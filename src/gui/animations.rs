//! Animation helpers: hover-glow buttons and row fades

use egui::{Color32, Id, Response, RichText, Ui};

/// Seconds a hover glow takes to appear or vanish
const HOVER_FADE_SECS: f32 = 0.15;

/// Button that glows in its own color while hovered
pub fn animated_button(
    ui: &mut Ui,
    text: impl Into<RichText>,
    base_color: Color32,
    id_salt: impl std::hash::Hash,
) -> Response {
    let id = Id::new(id_salt);

    let was_hovered = ui
        .ctx()
        .memory(|mem| mem.data.get_temp::<bool>(id).unwrap_or(false));
    let glow = ui
        .ctx()
        .animate_bool_with_time(id.with("glow"), was_hovered, HOVER_FADE_SECS);

    let button = egui::Button::new(text.into().color(base_color))
        .fill(with_alpha(base_color, glow * 0.16))
        .stroke(egui::Stroke::new(1.0, with_alpha(base_color, glow * 0.6)));
    let response = ui.add(button);

    let is_hovered = response.hovered();
    ui.ctx().memory_mut(|mem| mem.data.insert_temp(id, is_hovered));
    if is_hovered != was_hovered || (glow > 0.01 && glow < 0.99) {
        ui.ctx().request_repaint();
    }

    response
}

/// Same color at `opacity` (0.0 - 1.0) of full alpha
pub fn with_alpha(color: Color32, opacity: f32) -> Color32 {
    let alpha = (opacity.clamp(0.0, 1.0) * 255.0) as u8;
    Color32::from_rgba_unmultiplied(color.r(), color.g(), color.b(), alpha)
}

#[cfg(test)]
mod tests {
    use super::*;

    #[test]
    fn test_with_alpha_clamps() {
        assert_eq!(with_alpha(Color32::WHITE, 2.0).a(), 255);
        assert_eq!(with_alpha(Color32::WHITE, -1.0).a(), 0);
    }
}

---

Exercise requirements:
Character for character, reproduce all of the lines above.

Solved exercise:
filename src/gui/animations.rs
//! Animation helpers: hover-glow buttons and row fades

use egui::{Color32, Id, Response, RichText, Ui};

/// Seconds a hover glow takes to appear or vanish
const HOVER_FADE_SECS: f32 = 0.15;

/// Button that glows in its own color while hovered
pub fn animated_button(
    ui: &mut Ui,
    text: impl Into<RichText>,
    base_color: Color32,
    id_salt: impl std::hash::Hash,
) -> Response {
    let id = Id::new(id_salt);

    let was_hovered = ui
        .ctx()
        .memory(|mem| mem.data.get_temp::<bool>(id).unwrap_or(false));
    let glow = ui
        .ctx()
        .animate_bool_with_time(id.with("glow"), was_hovered, HOVER_FADE_SECS);

    let button = egui::Button::new(text.into().color(base_color))
        .fill(with_alpha(base_color, glow * 0.16))
        .stroke(egui::Stroke::new(1.0, with_alpha(base_color, glow * 0.6)));
    let response = ui.add(button);

    let is_hovered = response.hovered();
    ui.ctx().memory_mut(|mem| mem.data.insert_temp(id, is_hovered));
    if is_hovered != was_hovered || (glow > 0.01 && glow < 0.99) {
        ui.ctx().request_repaint();
    }

    response
}

/// Same color at `opacity` (0.0 - 1.0) of full alpha
pub fn with_alpha(color: Color32, opacity: f32) -> Color32 {
    let alpha = (opacity.clamp(0.0, 1.0) * 255.0) as u8;
    Color32::from_rgba_unmultiplied(color.r(), color.g(), color.b(), alpha)
}

#[cfg(test)]
mod tests {
    use super::*;

    #[test]
    fn test_with_alpha_clamps() {
        assert_eq!(with_alpha(Color32::WHITE, 2.0).a(), 255);
        assert_eq!(with_alpha(Color32::WHITE, -1.0).a(), 0);
    }
}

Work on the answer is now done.